The brightest and most popular is this 13 gram firehouse strobe:

A 20 grams allowance would enable a lighter (a tad less bright) strobe such as this 6 grams Vifly in addition of the above brighter upper side strobe to be fitted to the underside of a light UAV:

The upper strobe is primarily target at manned aircraft whilst the lower strobe makes it easier for UAV operator to keep their drone in line of sight, and most significantly provides extra visibility to other UAV operators who are (possibly inadvertently) operating in the same airspace.
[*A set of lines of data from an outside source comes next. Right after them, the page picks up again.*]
//! Transitive dependency resolution
//!
//! Walks the dependency graph breadth-first so the nearest declaration of a
//! `group:artifact` wins, downloads POMs and artifacts into the local
//! repository and publishes the resulting jars to the shared classpath.
//! Nothing is published unless the whole graph resolved.

use std::cmp::Ordering;
use std::collections::{HashMap, VecDeque};
use std::path::{Path, PathBuf};

use apkforge_core::classpath::join_paths;
use apkforge_core::{log_line, BuildCallback, BuildResult, BuildStep, ResolverConfig, SharedArtifacts};
use async_trait::async_trait;
use tracing::{debug, info, warn};

use crate::declaration::{DependencyCoordinate, DependencyDeclarationParser, Exclusion};
use crate::metadata::{compare_versions, VersionIndex};
use crate::pom::Pom;
use crate::repository::{LocalRepository, RepositoryClient};
use crate::ResolveError;

/// Parent POM chains longer than this are cut off
const MAX_PARENT_DEPTH: usize = 8;

/// A file in the local repository
#[derive(Debug, Clone, PartialEq, Eq)]
pub struct ResolvedArtifact {
    pub coordinate: DependencyCoordinate,
    pub file: PathBuf,
}

impl ResolvedArtifact {
    pub fn extension(&self) -> &str {
        &self.coordinate.extension
    }

    pub fn is_jar(&self) -> bool {
        self.extension() == "jar"
    }
}

/// Outcome of a resolution, in resolution order
#[derive(Debug, Clone, Default)]
pub struct Resolution {
    pub artifacts: Vec<ResolvedArtifact>,
}

impl Resolution {
    /// Jar files only
    pub fn classpath(&self) -> Vec<PathBuf> {
        self.artifacts.iter().filter(|a| a.is_jar()).map(|a| a.file.clone()).collect()
    }

    /// Every resolved file, AARs included
    pub fn files(&self) -> Vec<PathBuf> {
        self.artifacts.iter().map(|a| a.file.clone()).collect()
    }

    pub fn classpath_string(&self) -> String {
        join_paths(&self.classpath())
    }
}

struct Pending {
    coordinate: DependencyCoordinate,
    /// Exclusions inherited from every edge above this one
    exclusions: Vec<Exclusion>,
    /// Edges from the nearest declared root; indents the progress log
    depth: usize,
}

/// Resolves declared dependencies into the local repository
pub struct DependencyResolver {
    declarations: PathBuf,
    parser: DependencyDeclarationParser,
    local: LocalRepository,
    client: RepositoryClient,
    artifacts: SharedArtifacts,
}

impl DependencyResolver {
    /// Create a resolver for a declaration file
    pub fn new(
        declarations: impl Into<PathBuf>,
        config: &ResolverConfig,
        artifacts: SharedArtifacts,
    ) -> Result<Self, ResolveError> {
        Ok(Self {
            declarations: declarations.into(),
            parser: DependencyDeclarationParser::new()?,
            local: LocalRepository::new(config.local_repository_path()?),
            client: RepositoryClient::new(config.repositories.clone(), config.timeout_secs)?,
            artifacts,
        })
    }

    pub fn local_repository(&self) -> &LocalRepository {
        &self.local
    }

    pub fn declarations(&self) -> &Path {
        &self.declarations
    }

    /// Read the declaration file and resolve everything it declares
    pub async fn resolve_declarations(
        &self,
        callback: Option<&dyn BuildCallback>,
    ) -> Result<Resolution, ResolveError> {
        let roots = self.parser.read_file(&self.declarations).await?;
        info!("Found {} declared dependencies", roots.len());
        self.resolve(roots, callback).await
    }

    /// Resolve `roots` and their transitive dependencies
    pub async fn resolve(
        &self,
        roots: Vec<DependencyCoordinate>,
        callback: Option<&dyn BuildCallback>,
    ) -> Result<Resolution, ResolveError> {
        if roots.is_empty() {
            return Ok(Resolution::default());
        }

        let _lock = self.local.lock()?;
        let mut seen: HashMap<String, String> = HashMap::new();
        let mut queue = VecDeque::new();

        for root in roots {
            if seen.contains_key(&root.key()) {
                debug!("{} already declared, keeping the first version", root);
                continue;
            }
            seen.insert(root.key(), root.version.clone());
            queue.push_back(Pending {
                coordinate: root,
                exclusions: Vec::new(),
                depth: 0,
            });
        }

        let mut resolution = Resolution::default();

        while let Some(pending) = queue.pop_front() {
            let mut coordinate = pending.coordinate;
            coordinate.version = select_version(&coordinate)?;
            log_line(callback, &format!("{}Resolving {}", "  ".repeat(pending.depth), coordinate));

            let (pom, repository) = self.load_pom(&coordinate, callback).await?;

            let extension = match &pom {
                Some(pom) => pom.artifact_extension(&coordinate.extension),
                None => Some(coordinate.extension.clone()),
            };
            if let Some(extension) = extension {
                coordinate.extension = extension;
                let file = self.fetch_artifact(&coordinate, repository, callback).await?;
                resolution.artifacts.push(ResolvedArtifact {
                    coordinate: coordinate.clone(),
                    file,
                });
            }

            let Some(pom) = pom else {
                continue;
            };

            let mut inherited = pending.exclusions;
            for exclusion in &coordinate.exclusions {
                if !inherited.contains(exclusion) {
                    inherited.push(exclusion.clone());
                }
            }

            for dependency in pom.effective_dependencies() {
                if !dependency.is_followed() {
                    debug!("Skipping {}:{} ({:?})", dependency.group, dependency.artifact, dependency.scope);
                    continue;
                }
                let Some(child) = dependency.to_coordinate() else {
                    warn!(
                        "Skipping {}:{} required by {}: no version",
                        dependency.group, dependency.artifact, coordinate
                    );
                    continue;
                };
                if child.is_excluded_by(&inherited) {
                    debug!("{} excluded below {}", child, coordinate);
                    continue;
                }
                if let Some(chosen) = seen.get(&child.key()) {
                    if chosen != &child.version {
                        debug!("{} {} loses to nearer {}", child.key(), child.version, chosen);
                    }
                    continue;
                }

                seen.insert(child.key(), child.version.clone());
                queue.push_back(Pending {
                    coordinate: child,
                    exclusions: inherited.clone(),
                    depth: pending.depth + 1,
                });
            }
        }

        self.artifacts.classpath.extend(resolution.classpath());
        self.artifacts.resolved.extend(resolution.files());
        info!("Resolved {} artifacts", resolution.artifacts.len());
        Ok(resolution)
    }

    /// The newest published version if it is newer than `coordinate`'s.
    ///
    /// Metadata that cannot be fetched or parsed means no update.
    pub async fn check_for_update(&self, coordinate: &DependencyCoordinate) -> Option<String> {
        let path = format!("{}/{}/maven-metadata.xml", coordinate.group.replace('.', "/"), coordinate.artifact);
        let text = match self.client.fetch_text(&path, None).await {
            Ok(Some((text, _))) => text,
            Ok(None) => return None,
            Err(e) => {
                debug!("Update check for {} failed: {}", coordinate, e);
                return None;
            }
        };

        let index = VersionIndex::parse(&text).ok()?;
        let newest = index.newest()?;
        (compare_versions(newest, &coordinate.version) == Ordering::Greater).then(|| newest.to_string())
    }

    /// Fetch a POM and fold in its parent chain
    async fn load_pom(
        &self,
        coordinate: &DependencyCoordinate,
        callback: Option<&dyn BuildCallback>,
    ) -> Result<(Option<Pom>, Option<usize>), ResolveError> {
        let Some((text, repository)) = self.fetch_pom_text(coordinate, None, callback).await? else {
            warn!("No POM for {}, treating it as a leaf", coordinate);
            return Ok((None, None));
        };

        let mut pom = Pom::parse(&text)?;
        let mut next_parent = pom.parent.clone();
        let mut depth = 0;

        while let Some(parent) = next_parent.take() {
            if depth == MAX_PARENT_DEPTH {
                warn!("Parent chain of {} is too deep, stopping at {}", coordinate, depth);
                break;
            }
            depth += 1;

            let parent_coordinate = parent.to_coordinate();
            let Some((text, _)) = self.fetch_pom_text(&parent_coordinate, repository, callback).await? else {
                warn!("Parent POM {} of {} not found", parent_coordinate, coordinate);
                break;
            };
            let parent_pom = Pom::parse(&text)?;
            next_parent = parent_pom.parent.clone();
            pom.merge_parent(&parent_pom);
        }

        Ok((Some(pom), repository))
    }

    async fn fetch_pom_text(
        &self,
        coordinate: &DependencyCoordinate,
        preferred: Option<usize>,
        callback: Option<&dyn BuildCallback>,
    ) -> Result<Option<(String, Option<usize>)>, ResolveError> {
        let path = self.local.pom_path(coordinate);
        if path.exists() {
            return Ok(Some((tokio::fs::read_to_string(&path).await?, None)));
        }

        let url_path = coordinate.url_path(&coordinate.pom_file_name());
        match self.client.download(&url_path, &path, preferred, callback).await? {
            Some(index) => Ok(Some((tokio::fs::read_to_string(&path).await?, Some(index)))),
            None => Ok(None),
        }
    }

    async fn fetch_artifact(
        &self,
        coordinate: &DependencyCoordinate,
        preferred: Option<usize>,
        callback: Option<&dyn BuildCallback>,
    ) -> Result<PathBuf, ResolveError> {
        let path = self.local.artifact_path(coordinate);
        if path.exists() {
            debug!("Using cached {:?}", path);
            return Ok(path);
        }

        let url_path = coordinate.url_path(&coordinate.file_name());
        match self.client.download(&url_path, &path, preferred, callback).await? {
            Some(_) => Ok(path),
            None => Err(ResolveError::NotFound(coordinate.canonical())),
        }
    }
}

/// Concrete version for a coordinate; ranges use their inclusive lower bound
pub fn select_version(coordinate: &DependencyCoordinate) -> Result<String, ResolveError> {
    let version = coordinate.version.trim();
    if !version.starts_with('[') && !version.starts_with('(') {
        return Ok(version.to_string());
    }

    let unsupported = || ResolveError::VersionRange {
        coordinate: coordinate.key(),
        version: version.to_string(),
    };

    if !version.starts_with('[') {
        return Err(unsupported());
    }
    let lower = version[1..]
        .split([',', ']', ')'])
        .next()
        .map(str::trim)
        .unwrap_or_default();
    if lower.is_empty() {
        return Err(unsupported());
    }
    Ok(lower.to_string())
}

#[async_trait]
impl BuildStep for DependencyResolver {
    fn name(&self) -> &str {
        "ResolveDependencies"
    }

    async fn execute(&mut self, callback: Option<&dyn BuildCallback>) -> BuildResult {
        if !self.declarations.exists() {
            let message = "No dependencies file found. Skipping resolution.";
            log_line(callback, message);
            return BuildResult::success(message);
        }

        log_line(callback, &format!("Resolving dependencies from {}", self.declarations.display()));
        match self.resolve_declarations(callback).await {
            Ok(resolution) if resolution.artifacts.is_empty() => {
                BuildResult::success("No dependencies declared.")
            }
            Ok(resolution) => {
                let mut output = format!("Resolved {} artifacts", resolution.artifacts.len());
                for artifact in &resolution.artifacts {
                    output.push('\n');
                    output.push_str(&artifact.file.to_string_lossy());
                }
                BuildResult::success(output)
            }
            Err(e) => {
                let message = format!("Dependency resolution failed: {}", e);
                log_line(callback, &message);
                BuildResult::failure(message)
            }
        }
    }
}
I believe the very small extra risk created by a further 20g of weight, solely for the use of strobes, would be more than offset by the safety gains (whether flying at night or by day).


Adrian Mars

Thoughts comments welcome, I’ll of course update this thread with any reply I receive.


So you can fly them further ?

I know theres other drones than the mini 2, but…

Yet to see if my current Strobon Crees Fit onto the Mini 3 legs, even if they took it slightly over 249g, I’d still fly it.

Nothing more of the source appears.